"Look at the inside of my shoe, ok?" replies Danica Roem when asked how many voters she has already approached in her bid to win a Virginia statehouse seat.
The Democratic candidate has no time for subtleties as she races to become the first openly transgender person elected to office in this Republican US state.
Danica Roem (Twitter)
Whether spitting in the trashcan during a recent interview with Cosmopolitan magazine or whipping off her ballerina flat to show its worn insole to AFP, this young woman does not shy from flaunting her working-class roots.
"I am from Manassas," she says with a justified laugh -- the small town in northern Virginia's Prince William County exudes no particular charm.

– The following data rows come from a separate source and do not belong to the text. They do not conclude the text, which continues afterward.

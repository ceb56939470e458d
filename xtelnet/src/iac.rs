//! TELNET/NVT byte-stream engine: incremental IAC packet scanner plus the
//! option-negotiation reactor.
//!
//! Adapted from `huntwj-tinyfugue`'s `TelnetParser`/`NegotiationState` byte
//! FSM (see that crate's `telnet.rs`), but reworked into the incremental
//! one-byte-at-a-time contract the specification requires: the receiver
//! task in `session.rs` must interleave IAC parsing with the ANSI scanner
//! and raw data bytes on the same inbound stream, so the parser here can't
//! own the whole buffer the way `TelnetParser::feed` does.

use std::collections::HashMap;

pub const IAC: u8 = 0xFF;
pub const SE: u8 = 0xF0;
pub const NOP: u8 = 0xF1;
pub const GA: u8 = 0xF9;
pub const SB: u8 = 0xFA;
pub const WILL: u8 = 0xFB;
pub const WONT: u8 = 0xFC;
pub const DO: u8 = 0xFD;
pub const DONT: u8 = 0xFE;
pub const EC: u8 = 0xF7;
pub const EL: u8 = 0xF8;
pub const AYT: u8 = 0xF6;

/// Well-known option codes (others are tolerated, just not named).
pub mod opt {
    pub const BINARY: u8 = 0;
    pub const ECHO: u8 = 1;
    pub const TTYPE: u8 = 24;
    pub const NAWS: u8 = 31;
    pub const NENV: u8 = 39;
    pub const MSSP: u8 = 70;
    pub const MXP: u8 = 91;
    pub const ZMP: u8 = 93;
    pub const GMCP: u8 = 201;
}

/// The set of commands a completed [`IacPacket`] can carry. `IAC` itself is
/// a framing marker, never stored as a command.
#[derive(Debug, Clone, Copy, PartialEq, Eq)]
pub enum IacCommand {
    Will,
    Wont,
    Do,
    Dont,
    Sb,
    Ga,
    El,
    Ec,
    Ayt,
    Nop,
}

impl IacCommand {
    fn from_byte(b: u8) -> Option<Self> {
        Some(match b {
            WILL => IacCommand::Will,
            WONT => IacCommand::Wont,
            DO => IacCommand::Do,
            DONT => IacCommand::Dont,
            SB => IacCommand::Sb,
            GA => IacCommand::Ga,
            EL => IacCommand::El,
            EC => IacCommand::Ec,
            AYT => IacCommand::Ayt,
            NOP => IacCommand::Nop,
            _ => return None,
        })
    }

    /// The raw byte for this command, used when building outbound packets.
    pub fn to_byte(self) -> u8 {
        match self {
            IacCommand::Will => WILL,
            IacCommand::Wont => WONT,
            IacCommand::Do => DO,
            IacCommand::Dont => DONT,
            IacCommand::Sb => SB,
            IacCommand::Ga => GA,
            IacCommand::El => EL,
            IacCommand::Ec => EC,
            IacCommand::Ayt => AYT,
            IacCommand::Nop => NOP,
        }
    }

    fn takes_option(self) -> bool {
        matches!(
            self,
            IacCommand::Will | IacCommand::Wont | IacCommand::Do | IacCommand::Dont | IacCommand::Sb
        )
    }
}

/// A completed IAC packet: command, option, and (only for `Sb`) payload.
#[derive(Debug, Clone, PartialEq, Eq)]
pub struct IacPacket {
    pub command: IacCommand,
    pub option: u8,
    pub data: Vec<u8>,
}

impl IacPacket {
    /// Serialize back to wire bytes, *not* including the leading `IAC` that
    /// the outer receiver already consumed to discover this packet.
    pub fn to_bytes(&self) -> Vec<u8> {
        let mut out = vec![self.command.to_byte()];
        if self.command == IacCommand::Sb {
            out.push(self.option);
            for &b in &self.data {
                if b == IAC {
                    out.push(IAC); // escape embedded IAC per RFC 855
                }
                out.push(b);
            }
            out.push(IAC);
            out.push(SE);
        } else if self.command.takes_option() {
            out.push(self.option);
        }
        out
    }

    /// Build `IAC || packet.to_bytes()`, the form placed on the wire or the
    /// outbound channel.
    pub fn to_wire(&self) -> Vec<u8> {
        let mut out = vec![IAC];
        out.extend(self.to_bytes());
        out
    }
}

#[derive(Debug, Clone, Copy, PartialEq, Eq)]
enum State {
    WantCmd,
    WantOpt,
    WantData,
    /// Saw IAC while accumulating subnegotiation data: could be an escaped
    /// IAC (followed by another IAC) or the IAC of a terminating `IAC SE`.
    WantDataIac,
    Done,
}

/// Incremental byte-level IAC packet scanner.
///
/// Construct fresh for each packet (on seeing a bare `IAC` byte in the
/// inbound stream) and [`feed`](Self::feed) successive bytes until it
/// returns `false` ("no more bytes wanted"); the packet is then complete.
/// Never fails on malformed input — the outer receiver owns I/O errors, and
/// this parser always reaches `Done` eventually.
#[derive(Debug)]
pub struct IacParser {
    state: State,
    command: Option<IacCommand>,
    option: u8,
    data: Vec<u8>,
}

impl Default for IacParser {
    fn default() -> Self {
        Self::new()
    }
}

impl IacParser {
    pub fn new() -> Self {
        Self { state: State::WantCmd, command: None, option: 0, data: Vec::new() }
    }

    /// Feed one byte. Returns `true` if more bytes are wanted, `false` once
    /// the packet is complete (the byte just fed was the one that finished
    /// it).
    pub fn feed(&mut self, b: u8) -> bool {
        match self.state {
            State::WantCmd => {
                // A literal IAC mid-packet here is the escaped-IAC framing
                // marker already consumed by the outer receiver; skip it
                // and keep waiting for the real command byte.
                if b == IAC {
                    return true;
                }
                match IacCommand::from_byte(b) {
                    Some(cmd) if cmd.takes_option() => {
                        self.command = Some(cmd);
                        self.state = State::WantOpt;
                        true
                    }
                    Some(cmd) => {
                        self.command = Some(cmd);
                        self.state = State::Done;
                        false
                    }
                    None => {
                        // Unrecognised single-byte command: tolerate, done.
                        self.command = None;
                        self.state = State::Done;
                        false
                    }
                }
            }
            State::WantOpt => {
                self.option = b;
                if self.command == Some(IacCommand::Sb) {
                    self.state = State::WantData;
                    true
                } else {
                    self.state = State::Done;
                    false
                }
            }
            State::WantData => {
                if b == IAC {
                    self.state = State::WantDataIac;
                } else {
                    self.data.push(b);
                }
                true
            }
            State::WantDataIac => {
                if b == SE {
                    self.state = State::Done;
                    false
                } else if b == IAC {
                    // Escaped literal 0xFF inside the subnegotiation payload.
                    self.data.push(IAC);
                    self.state = State::WantData;
                    true
                } else {
                    // Tolerate a bare SE without a preceding IAC by treating
                    // any other byte as data that happened to follow a
                    // (non-escaping) IAC, then resume collecting.
                    self.data.push(b);
                    self.state = State::WantData;
                    true
                }
            }
            State::Done => false,
        }
    }

    /// Also treat a bare `SE` (not preceded by `IAC`) as terminating a
    /// subnegotiation, per spec.md's tolerance note. Call this instead of
    /// [`feed`](Self::feed) when the outer receiver sees a raw `SE` byte
    /// while in `WantData` state without having seen `IAC` first.
    pub fn feed_bare_se(&mut self) -> bool {
        if self.state == State::WantData {
            self.state = State::Done;
            false
        } else {
            true
        }
    }

    pub fn is_done(&self) -> bool {
        self.state == State::Done
    }

    /// Consume the parser, yielding the completed packet. Only meaningful
    /// once [`feed`](Self::feed) has returned `false`.
    pub fn finish(self) -> IacPacket {
        IacPacket {
            command: self.command.unwrap_or(IacCommand::Nop),
            option: self.option,
            data: self.data,
        }
    }
}

/// Tracks which options we will accept the server asking us to enable
/// (`local-supported`) and which options the peer has confirmed active
/// (`remote-enabled`). Mutated only by [`Reactor::react`].
#[derive(Debug, Clone)]
pub struct OptionTable {
    local_supported: HashMap<u8, bool>,
    remote_enabled: HashMap<u8, bool>,
}

impl Default for OptionTable {
    fn default() -> Self {
        let mut local_supported = HashMap::new();
        local_supported.insert(opt::ECHO, true);
        local_supported.insert(opt::TTYPE, true);
        Self { local_supported, remote_enabled: HashMap::new() }
    }
}

impl OptionTable {
    pub fn new() -> Self {
        Self::default()
    }

    pub fn local_supports(&self, option: u8) -> bool {
        *self.local_supported.get(&option).unwrap_or(&false)
    }

    pub fn set_local_supported(&mut self, option: u8, supported: bool) {
        self.local_supported.insert(option, supported);
    }

    pub fn remote_enabled(&self, option: u8) -> bool {
        *self.remote_enabled.get(&option).unwrap_or(&false)
    }
}

/// Stateful only through the [`OptionTable`]; safe to invoke serially from a
/// single task (the IAC-processor loop in `session.rs`).
pub struct Reactor;

impl Reactor {
    /// Consume one inbound packet against `table`, returning the outbound
    /// reply packet (if any) and mutating `table` as spec.md §4.3 dictates.
    pub fn react(table: &mut OptionTable, packet: &IacPacket) -> Option<IacPacket> {
        match packet.command {
            IacCommand::Will => {
                let supported = table.local_supports(packet.option);
                table.remote_enabled.insert(packet.option, supported);
                Some(IacPacket {
                    command: if supported { IacCommand::Do } else { IacCommand::Dont },
                    option: packet.option,
                    data: Vec::new(),
                })
            }
            IacCommand::Wont => {
                table.remote_enabled.insert(packet.option, false);
                Some(IacPacket { command: IacCommand::Dont, option: packet.option, data: Vec::new() })
            }
            IacCommand::Do => {
                let supported = table.local_supports(packet.option);
                Some(IacPacket {
                    command: if supported { IacCommand::Will } else { IacCommand::Wont },
                    option: packet.option,
                    data: Vec::new(),
                })
            }
            IacCommand::Dont => {
                Some(IacPacket { command: IacCommand::Wont, option: packet.option, data: Vec::new() })
            }
            IacCommand::Sb if packet.option == opt::TTYPE => {
                if packet.data.first() == Some(&1) {
                    let mut data = vec![0u8]; // IS
                    data.extend_from_slice(b"xtelnet");
                    Some(IacPacket { command: IacCommand::Sb, option: opt::TTYPE, data })
                } else {
                    None
                }
            }
            _ => None,
        }
    }
}

/// Build an `IAC SB <opt> <data> IAC SE` payload with embedded IAC escaped.
pub fn build_subneg(option: u8, data: &[u8]) -> Vec<u8> {
    IacPacket { command: IacCommand::Sb, option, data: data.to_vec() }.to_wire()
}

Danica was born there 33 years ago, under the given name of Dan.
"I am running to represent my life-long home area," she says, pulling her long chestnut mane off the shoulders of her sleek blue dress. "I was born here, I grew here, I've worked here."

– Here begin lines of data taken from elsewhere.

//! Command-line argument parsing for the three verbs: `new`, `attach`,
//! `list`.
//!
//! `clap` (derive) replaces `huntwj-tinyfugue`'s hand-rolled flag parser —
//! the pack's dominant CLI crate (`shell-pool-shpool`, `tobias-walle-
//! agency`), and the closest idiomatic match to the original's `cobra`-based
//! parser (see `original_source/cmd/new.go`).

use std::path::PathBuf;

use clap::{Parser, Subcommand};

#[derive(Debug, Parser)]
#[command(name = "xtelnet", about = "Detachable telnet client daemon for GB18030 MUD-style servers")]
pub struct Cli {
    #[command(subcommand)]
    pub command: Command,
}

#[derive(Debug, Subcommand)]
pub enum Command {
    /// Daemonize and create a new session with identifier `<pid>.<name>`.
    New {
        name: String,
        /// Stay detached after creation instead of attaching immediately.
        #[arg(short, long)]
        detach: bool,
        /// Load session configuration from this TOML file.
        #[arg(short, long)]
        file: Option<PathBuf>,
    },
    /// Attach a terminal UI to a live session, resolved by name suffix/prefix.
    Attach {
        name: String,
    },
    /// List known session sockets and their attach status.
    List,
}

pub fn parse() -> Cli {
    Cli::parse()
}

The former journalist has emphasized she is not entering politics to be a LGBTQ symbol, under a president who recently banned transgender people from serving in the military.
On the contrary, she aims to take on municipal issues using the knowledge she amassed during nearly a decade covering local news for the Gainesville Times paper.
During that time she repeatedly interviewed long-time Republican incumbent Bob Marshall -- who became her opponent after she won the 13th district's Democratic nomination.
The victorious candidate in the November 7th election will for two years serve in Virginia's House of Delegates in Richmond.
Marshall has held the seat for 26 years, with constituents re-electing him
The Republican septuagenarian -- a staunch gay marriage opponent -- refuses to use the pronoun "she" when referring to Roem.
He also refuses to debate her.
The conservative has defended the state's efforts to pass a "bathroom bill"
seeking to regulate which restrooms transgender people can use in government buildings.
"Delegate Marshall's legislative priorities have been more focused on where I go to the restroom as a transgender woman than how his constituents get to work," Roem said of her opponent.
"That's a giant problem for the people who live here."
Roem prides herself on identifying the number one problem of her potential
constituents: Route 28, the area's main highway.
More than two-thirds of local residents must take it to leave the county
everyday: "That means you have perpetual backups for traffic."
A hot yoga enthusiast and metalhead who also happens to be transgender, Roem's campaign slogan is simple: "Fix Route 28 now."
"If we were able to remove more traffic lights, then we would have more flow and go."
Having toured Europe by visiting heavy metal festivals, Roem was impressed by the Old World's urban planning, and hopes to promote similar transportation networks back home.
In her campaign headquarters a photo of Roem shows her playing a Dean Warbird ML-X guitar that features a V-shaped head, and she explains she plays a "combination of thrash metal and melodic death metal".
"I am a vocalist," she says. "I don't like to say singer -- singer is for people who sing well."
"I have a microphone and I yell into it"
Despite her insistence that she is "not running to be a symbolic candidate," her voice has carried well outside Virginia state lines, and her campaign has garnered national attention.
More than 6,500 people have made spontaneous donations in support of her political efforts.
The president of the Gay and Lesbian Victory Fund, an organization dedicated to improving the visibility of LGBTQ people in politics, donated
$115,000 to her.
The money -- always a crucial factor in US political campaigns -- allowed her to hire a team of 11 people who survey the district, make phone calls and distribute flyers.
A few people have told members of her team or campaign volunteers that they will not vote for Roem because of her gender identity.
But she says "not a single person at the doors has told me personally that they will not vote for me because I am transgender -- not one."
Her shoes are worn and her opponent seasoned, but Roem is confident her tenacity will pay off.
"He certainly has his base," she says of Marshall. "And at the same time he has never run against a candidate like me before."